-- Task brief --
Which lines of the records below contain the word "email"? Copy each of them out.

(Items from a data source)
▼▼▼
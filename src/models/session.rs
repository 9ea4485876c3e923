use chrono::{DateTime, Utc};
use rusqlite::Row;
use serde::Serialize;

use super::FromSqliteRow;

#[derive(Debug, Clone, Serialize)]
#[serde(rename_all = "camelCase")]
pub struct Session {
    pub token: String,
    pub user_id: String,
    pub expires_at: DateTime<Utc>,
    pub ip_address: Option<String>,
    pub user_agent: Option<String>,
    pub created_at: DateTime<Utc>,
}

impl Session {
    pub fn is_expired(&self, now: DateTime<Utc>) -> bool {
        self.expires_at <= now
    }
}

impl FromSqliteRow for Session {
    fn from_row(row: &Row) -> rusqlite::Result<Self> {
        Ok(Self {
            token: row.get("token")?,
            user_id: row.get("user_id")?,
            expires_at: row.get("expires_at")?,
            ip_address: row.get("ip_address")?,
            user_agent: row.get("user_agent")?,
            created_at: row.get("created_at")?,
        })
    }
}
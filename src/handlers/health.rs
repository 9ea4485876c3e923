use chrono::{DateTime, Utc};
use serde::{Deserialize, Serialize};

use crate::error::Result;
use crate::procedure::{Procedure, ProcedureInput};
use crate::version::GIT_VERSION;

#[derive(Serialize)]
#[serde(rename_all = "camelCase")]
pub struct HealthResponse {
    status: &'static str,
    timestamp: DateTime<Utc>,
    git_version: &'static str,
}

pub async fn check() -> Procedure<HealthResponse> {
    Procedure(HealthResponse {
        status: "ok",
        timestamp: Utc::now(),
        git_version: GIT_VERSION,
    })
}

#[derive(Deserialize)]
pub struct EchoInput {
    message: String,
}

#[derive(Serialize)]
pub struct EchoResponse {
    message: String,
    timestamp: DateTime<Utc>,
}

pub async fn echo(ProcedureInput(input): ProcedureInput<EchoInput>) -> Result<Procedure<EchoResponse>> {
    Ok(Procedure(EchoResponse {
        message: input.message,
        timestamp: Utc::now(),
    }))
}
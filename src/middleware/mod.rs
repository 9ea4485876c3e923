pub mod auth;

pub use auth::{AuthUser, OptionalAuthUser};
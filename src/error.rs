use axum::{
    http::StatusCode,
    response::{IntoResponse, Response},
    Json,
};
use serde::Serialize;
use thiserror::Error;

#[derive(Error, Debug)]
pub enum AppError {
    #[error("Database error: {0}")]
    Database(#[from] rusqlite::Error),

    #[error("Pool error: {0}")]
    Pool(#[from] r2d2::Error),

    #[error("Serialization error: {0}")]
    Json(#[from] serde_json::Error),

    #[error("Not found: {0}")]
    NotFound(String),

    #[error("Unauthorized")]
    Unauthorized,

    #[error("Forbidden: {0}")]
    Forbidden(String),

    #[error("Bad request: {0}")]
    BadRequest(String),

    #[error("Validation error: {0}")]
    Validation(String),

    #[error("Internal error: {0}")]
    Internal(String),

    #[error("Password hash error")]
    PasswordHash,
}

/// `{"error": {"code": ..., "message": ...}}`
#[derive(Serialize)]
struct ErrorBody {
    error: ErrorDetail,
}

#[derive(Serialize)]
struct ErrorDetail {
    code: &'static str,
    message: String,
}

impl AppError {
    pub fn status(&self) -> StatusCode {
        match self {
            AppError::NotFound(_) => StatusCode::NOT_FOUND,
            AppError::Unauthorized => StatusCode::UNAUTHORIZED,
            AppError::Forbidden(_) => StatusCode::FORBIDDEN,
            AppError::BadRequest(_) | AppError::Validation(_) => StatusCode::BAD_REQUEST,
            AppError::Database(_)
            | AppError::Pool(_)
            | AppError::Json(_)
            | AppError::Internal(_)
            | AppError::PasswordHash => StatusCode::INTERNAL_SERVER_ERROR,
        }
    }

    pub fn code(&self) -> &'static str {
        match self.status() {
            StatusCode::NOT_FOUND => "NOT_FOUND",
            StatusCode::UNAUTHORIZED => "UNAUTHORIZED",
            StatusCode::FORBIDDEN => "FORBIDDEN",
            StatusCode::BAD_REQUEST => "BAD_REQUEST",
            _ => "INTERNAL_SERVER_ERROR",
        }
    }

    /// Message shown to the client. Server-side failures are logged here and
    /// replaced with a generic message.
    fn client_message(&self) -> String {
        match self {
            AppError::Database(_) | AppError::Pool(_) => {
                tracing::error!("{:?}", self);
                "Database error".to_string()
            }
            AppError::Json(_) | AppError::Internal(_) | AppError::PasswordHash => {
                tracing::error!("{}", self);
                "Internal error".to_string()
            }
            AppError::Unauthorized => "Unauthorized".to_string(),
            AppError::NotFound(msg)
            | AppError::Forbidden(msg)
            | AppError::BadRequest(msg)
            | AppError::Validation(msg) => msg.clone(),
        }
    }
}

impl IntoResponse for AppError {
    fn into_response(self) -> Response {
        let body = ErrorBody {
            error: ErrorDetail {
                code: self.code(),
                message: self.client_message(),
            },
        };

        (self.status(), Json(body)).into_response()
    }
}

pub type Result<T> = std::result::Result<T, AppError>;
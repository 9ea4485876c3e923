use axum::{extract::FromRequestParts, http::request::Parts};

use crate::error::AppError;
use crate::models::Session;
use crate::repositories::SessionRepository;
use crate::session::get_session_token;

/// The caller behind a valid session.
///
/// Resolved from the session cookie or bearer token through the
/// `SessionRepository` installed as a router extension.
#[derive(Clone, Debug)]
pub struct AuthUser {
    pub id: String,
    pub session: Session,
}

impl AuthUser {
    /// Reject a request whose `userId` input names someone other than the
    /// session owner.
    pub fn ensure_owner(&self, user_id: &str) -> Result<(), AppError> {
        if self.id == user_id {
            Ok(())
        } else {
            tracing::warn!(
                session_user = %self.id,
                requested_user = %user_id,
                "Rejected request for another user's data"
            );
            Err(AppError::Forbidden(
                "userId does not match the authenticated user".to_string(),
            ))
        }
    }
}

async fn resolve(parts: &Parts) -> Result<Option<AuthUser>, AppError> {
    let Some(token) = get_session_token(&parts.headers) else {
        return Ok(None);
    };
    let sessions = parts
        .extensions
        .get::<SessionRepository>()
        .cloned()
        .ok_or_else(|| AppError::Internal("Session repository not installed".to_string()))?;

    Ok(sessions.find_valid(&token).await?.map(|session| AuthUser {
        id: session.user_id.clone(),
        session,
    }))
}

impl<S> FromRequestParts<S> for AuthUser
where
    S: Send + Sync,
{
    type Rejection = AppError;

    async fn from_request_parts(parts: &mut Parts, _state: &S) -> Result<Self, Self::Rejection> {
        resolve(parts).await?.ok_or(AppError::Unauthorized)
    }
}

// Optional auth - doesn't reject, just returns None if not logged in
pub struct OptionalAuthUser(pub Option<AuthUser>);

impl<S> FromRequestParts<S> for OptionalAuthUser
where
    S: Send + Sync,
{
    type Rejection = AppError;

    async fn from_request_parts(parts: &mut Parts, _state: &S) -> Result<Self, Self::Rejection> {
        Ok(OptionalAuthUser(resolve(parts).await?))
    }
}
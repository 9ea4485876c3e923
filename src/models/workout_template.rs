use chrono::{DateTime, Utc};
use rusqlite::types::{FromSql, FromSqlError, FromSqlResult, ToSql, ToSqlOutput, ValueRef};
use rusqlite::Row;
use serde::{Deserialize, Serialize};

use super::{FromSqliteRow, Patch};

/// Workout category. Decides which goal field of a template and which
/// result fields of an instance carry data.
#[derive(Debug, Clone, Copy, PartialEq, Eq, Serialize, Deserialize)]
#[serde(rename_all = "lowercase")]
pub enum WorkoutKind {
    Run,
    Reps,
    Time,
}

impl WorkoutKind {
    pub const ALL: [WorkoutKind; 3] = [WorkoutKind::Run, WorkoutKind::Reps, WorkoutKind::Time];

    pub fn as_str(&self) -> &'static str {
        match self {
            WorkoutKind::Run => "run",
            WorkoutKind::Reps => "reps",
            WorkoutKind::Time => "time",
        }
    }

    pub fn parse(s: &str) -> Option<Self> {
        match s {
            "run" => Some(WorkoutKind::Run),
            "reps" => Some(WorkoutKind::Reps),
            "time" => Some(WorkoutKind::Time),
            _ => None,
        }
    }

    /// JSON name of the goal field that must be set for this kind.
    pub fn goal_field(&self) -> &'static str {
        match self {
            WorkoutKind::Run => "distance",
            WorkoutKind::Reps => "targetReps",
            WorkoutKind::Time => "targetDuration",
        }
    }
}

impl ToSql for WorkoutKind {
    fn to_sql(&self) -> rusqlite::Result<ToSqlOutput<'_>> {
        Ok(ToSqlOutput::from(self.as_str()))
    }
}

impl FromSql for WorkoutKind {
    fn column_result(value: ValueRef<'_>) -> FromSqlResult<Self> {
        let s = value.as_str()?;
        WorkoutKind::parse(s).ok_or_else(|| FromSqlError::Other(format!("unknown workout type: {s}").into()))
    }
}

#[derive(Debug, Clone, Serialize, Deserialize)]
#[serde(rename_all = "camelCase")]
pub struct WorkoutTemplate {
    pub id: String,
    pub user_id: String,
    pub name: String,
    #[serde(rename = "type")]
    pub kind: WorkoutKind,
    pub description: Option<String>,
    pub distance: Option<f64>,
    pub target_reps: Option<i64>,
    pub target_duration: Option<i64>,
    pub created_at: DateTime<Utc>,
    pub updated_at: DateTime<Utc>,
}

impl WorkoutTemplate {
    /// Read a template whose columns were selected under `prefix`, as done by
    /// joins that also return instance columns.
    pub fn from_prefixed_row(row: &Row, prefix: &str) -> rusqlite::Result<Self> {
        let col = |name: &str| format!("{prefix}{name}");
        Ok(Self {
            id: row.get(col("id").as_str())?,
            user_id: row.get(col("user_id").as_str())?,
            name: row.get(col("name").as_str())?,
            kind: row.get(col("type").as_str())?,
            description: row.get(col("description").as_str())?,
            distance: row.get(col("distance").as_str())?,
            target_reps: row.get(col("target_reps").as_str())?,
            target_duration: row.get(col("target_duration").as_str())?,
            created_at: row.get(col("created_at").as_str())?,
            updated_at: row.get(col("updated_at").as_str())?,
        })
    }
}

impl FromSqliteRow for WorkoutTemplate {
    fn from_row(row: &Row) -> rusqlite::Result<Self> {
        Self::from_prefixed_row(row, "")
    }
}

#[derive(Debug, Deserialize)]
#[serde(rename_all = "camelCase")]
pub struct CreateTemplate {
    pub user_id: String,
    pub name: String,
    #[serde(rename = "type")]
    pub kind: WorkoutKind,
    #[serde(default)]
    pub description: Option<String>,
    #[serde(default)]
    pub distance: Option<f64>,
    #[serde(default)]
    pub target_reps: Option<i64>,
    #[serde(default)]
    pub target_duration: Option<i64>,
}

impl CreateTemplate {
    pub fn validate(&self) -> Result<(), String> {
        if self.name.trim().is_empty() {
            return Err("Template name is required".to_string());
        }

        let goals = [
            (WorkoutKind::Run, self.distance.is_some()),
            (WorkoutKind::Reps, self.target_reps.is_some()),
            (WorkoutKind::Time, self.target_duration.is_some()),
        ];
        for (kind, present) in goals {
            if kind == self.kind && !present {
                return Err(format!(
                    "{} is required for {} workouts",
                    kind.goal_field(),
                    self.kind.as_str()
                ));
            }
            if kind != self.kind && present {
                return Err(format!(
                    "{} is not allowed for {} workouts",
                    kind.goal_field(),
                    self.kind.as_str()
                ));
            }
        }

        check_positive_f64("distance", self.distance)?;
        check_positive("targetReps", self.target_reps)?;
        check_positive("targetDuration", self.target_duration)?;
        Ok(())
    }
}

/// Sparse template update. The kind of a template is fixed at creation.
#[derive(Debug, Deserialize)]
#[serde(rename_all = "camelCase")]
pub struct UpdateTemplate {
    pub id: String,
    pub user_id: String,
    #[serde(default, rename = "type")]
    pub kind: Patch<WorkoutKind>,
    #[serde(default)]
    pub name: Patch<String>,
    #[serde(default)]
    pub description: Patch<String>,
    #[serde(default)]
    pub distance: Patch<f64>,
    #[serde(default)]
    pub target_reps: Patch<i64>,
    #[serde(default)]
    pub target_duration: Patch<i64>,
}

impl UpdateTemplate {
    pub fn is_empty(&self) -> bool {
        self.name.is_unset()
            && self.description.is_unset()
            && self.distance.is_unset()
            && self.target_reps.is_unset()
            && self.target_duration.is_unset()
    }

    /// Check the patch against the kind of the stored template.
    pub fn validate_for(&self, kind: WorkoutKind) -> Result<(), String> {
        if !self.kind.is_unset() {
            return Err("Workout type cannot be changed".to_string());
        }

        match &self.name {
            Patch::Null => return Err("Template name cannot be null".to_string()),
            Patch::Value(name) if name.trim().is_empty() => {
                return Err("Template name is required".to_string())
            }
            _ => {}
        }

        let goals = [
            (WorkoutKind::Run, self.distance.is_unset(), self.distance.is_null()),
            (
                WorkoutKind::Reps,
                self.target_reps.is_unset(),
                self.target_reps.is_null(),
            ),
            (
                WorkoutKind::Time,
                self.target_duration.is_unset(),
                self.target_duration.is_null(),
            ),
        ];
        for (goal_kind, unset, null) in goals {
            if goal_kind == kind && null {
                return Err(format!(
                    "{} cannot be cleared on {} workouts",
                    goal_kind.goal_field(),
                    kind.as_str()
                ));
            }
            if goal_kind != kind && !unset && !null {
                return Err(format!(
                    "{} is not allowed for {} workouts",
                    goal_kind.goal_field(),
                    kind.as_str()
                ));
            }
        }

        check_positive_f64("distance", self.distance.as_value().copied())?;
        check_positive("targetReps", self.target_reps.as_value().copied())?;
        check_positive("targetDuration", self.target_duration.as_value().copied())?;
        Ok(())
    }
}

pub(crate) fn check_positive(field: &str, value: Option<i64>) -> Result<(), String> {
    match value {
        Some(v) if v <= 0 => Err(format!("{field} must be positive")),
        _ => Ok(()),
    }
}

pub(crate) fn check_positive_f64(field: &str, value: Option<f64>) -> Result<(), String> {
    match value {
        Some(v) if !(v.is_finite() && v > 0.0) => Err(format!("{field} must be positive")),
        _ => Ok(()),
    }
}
▲▲▲
▼▼▼
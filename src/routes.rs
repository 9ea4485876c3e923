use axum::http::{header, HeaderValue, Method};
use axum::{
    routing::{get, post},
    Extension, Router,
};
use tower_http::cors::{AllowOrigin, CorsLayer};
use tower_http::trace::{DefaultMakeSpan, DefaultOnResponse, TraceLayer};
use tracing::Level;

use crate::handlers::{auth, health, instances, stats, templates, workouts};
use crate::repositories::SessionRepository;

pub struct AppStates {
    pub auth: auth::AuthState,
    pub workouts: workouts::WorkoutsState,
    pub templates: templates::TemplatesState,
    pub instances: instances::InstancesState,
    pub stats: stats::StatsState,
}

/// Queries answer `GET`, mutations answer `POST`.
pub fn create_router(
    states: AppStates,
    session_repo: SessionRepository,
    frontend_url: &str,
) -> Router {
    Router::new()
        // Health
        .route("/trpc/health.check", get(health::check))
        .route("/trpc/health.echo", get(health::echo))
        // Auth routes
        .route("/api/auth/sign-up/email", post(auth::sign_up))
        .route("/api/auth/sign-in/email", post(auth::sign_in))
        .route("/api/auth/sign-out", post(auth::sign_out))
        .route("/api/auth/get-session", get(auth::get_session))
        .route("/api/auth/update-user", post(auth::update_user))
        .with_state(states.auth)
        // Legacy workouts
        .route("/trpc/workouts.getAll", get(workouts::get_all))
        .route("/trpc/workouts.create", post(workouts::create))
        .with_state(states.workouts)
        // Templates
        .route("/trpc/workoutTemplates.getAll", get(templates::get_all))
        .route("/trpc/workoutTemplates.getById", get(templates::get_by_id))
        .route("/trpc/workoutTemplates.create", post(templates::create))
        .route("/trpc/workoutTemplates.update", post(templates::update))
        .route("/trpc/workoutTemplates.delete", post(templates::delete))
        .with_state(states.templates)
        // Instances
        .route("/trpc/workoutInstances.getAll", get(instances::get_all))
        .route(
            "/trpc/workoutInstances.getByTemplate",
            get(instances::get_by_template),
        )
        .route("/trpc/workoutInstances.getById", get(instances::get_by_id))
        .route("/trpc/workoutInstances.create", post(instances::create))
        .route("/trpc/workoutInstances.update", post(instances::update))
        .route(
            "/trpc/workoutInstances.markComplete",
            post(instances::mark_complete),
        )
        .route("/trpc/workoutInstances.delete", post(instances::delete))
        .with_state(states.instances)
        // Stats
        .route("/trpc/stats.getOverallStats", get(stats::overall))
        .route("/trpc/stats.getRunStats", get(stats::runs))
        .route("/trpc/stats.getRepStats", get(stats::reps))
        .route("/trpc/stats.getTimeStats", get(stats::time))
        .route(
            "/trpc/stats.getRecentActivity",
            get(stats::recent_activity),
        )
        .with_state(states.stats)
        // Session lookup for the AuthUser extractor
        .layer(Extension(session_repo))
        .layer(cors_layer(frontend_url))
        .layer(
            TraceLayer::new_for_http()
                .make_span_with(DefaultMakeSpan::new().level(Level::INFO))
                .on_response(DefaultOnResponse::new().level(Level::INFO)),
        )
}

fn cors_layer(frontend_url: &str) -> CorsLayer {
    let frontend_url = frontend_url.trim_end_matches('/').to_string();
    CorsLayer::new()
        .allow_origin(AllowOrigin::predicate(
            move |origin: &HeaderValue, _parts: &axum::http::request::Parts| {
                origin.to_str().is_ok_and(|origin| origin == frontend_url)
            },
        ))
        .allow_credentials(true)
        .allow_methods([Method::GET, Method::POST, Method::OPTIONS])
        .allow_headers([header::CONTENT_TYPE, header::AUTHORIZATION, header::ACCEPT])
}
▲▲▲
-- Result of the task --
        .route("/api/auth/sign-up/email", post(auth::sign_up))
        .route("/api/auth/sign-in/email", post(auth::sign_in))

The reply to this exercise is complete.